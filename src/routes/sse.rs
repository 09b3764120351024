use std::convert::Infallible;

use axum::{
    Router,
    extract::{Path, State},
    response::sse::{Event, Sse},
    routing::get,
};
use futures::Stream;
use tracing::info;

use crate::{error::AppError, services::sse_service, state::SharedState};

#[utoipa::path(
    get,
    path = "/sessions/{participant_id}/events",
    tag = "sse",
    params(("participant_id" = String, Path, description = "Identifier returned by the join route")),
    responses(
        (status = 200, description = "Session SSE stream (`handshake`, `view`, `match`, `system_status`)", content_type = "text/event-stream", body = String),
        (status = 404, description = "Unknown session")
    )
)]
/// Stream view changes and match notifications of one session.
pub async fn session_stream(
    State(state): State<SharedState>,
    Path(participant_id): Path<String>,
) -> Result<Sse<impl Stream<Item = Result<Event, Infallible>>>, AppError> {
    let feed = sse_service::subscribe_session(&state, &participant_id)?;
    info!(%participant_id, "new session SSE connection");
    Ok(sse_service::to_sse_stream(feed))
}

/// Configure the SSE endpoints.
pub fn router() -> Router<SharedState> {
    Router::<SharedState>::new().route("/sessions/{participant_id}/events", get(session_stream))
}
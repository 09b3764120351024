use std::time::Duration;

use mongodb::options::ClientOptions;

use super::error::{MongoDaoError, MongoResult};

const DEFAULT_URI: &str = "mongodb://localhost:27017";
const DEFAULT_DB: &str = "would_you_rather";

/// Connection settings for the MongoDB room store.
#[derive(Clone)]
pub struct MongoConfig {
    pub options: ClientOptions,
    pub database_name: String,
    /// How often subscriptions re-read a room.
    pub poll_interval: Duration,
}

impl MongoConfig {
    pub async fn from_uri(
        uri: &str,
        db_name: Option<&str>,
        poll_interval: Duration,
    ) -> MongoResult<Self> {
        let database_name = db_name.unwrap_or(DEFAULT_DB).to_owned();
        let options =
            ClientOptions::parse(uri)
                .await
                .map_err(|source| MongoDaoError::InvalidUri {
                    uri: uri.to_owned(),
                    source,
                })?;

        Ok(Self {
            options,
            database_name,
            poll_interval,
        })
    }

    /// Read `MONGO_URI` and `MONGO_DB`, defaulting to a local server.
    pub async fn from_env(poll_interval: Duration) -> MongoResult<Self> {
        let uri = std::env::var("MONGO_URI").unwrap_or_else(|_| DEFAULT_URI.into());
        let db = std::env::var("MONGO_DB").ok();
        Self::from_uri(&uri, db.as_deref(), poll_interval).await
    }
}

◇ ◇ ◇ ◇ ◇

The problem.
Every line in the records above with the string "MongoConfig" in it should be shown.

Task result.
pub struct MongoConfig {
impl MongoConfig {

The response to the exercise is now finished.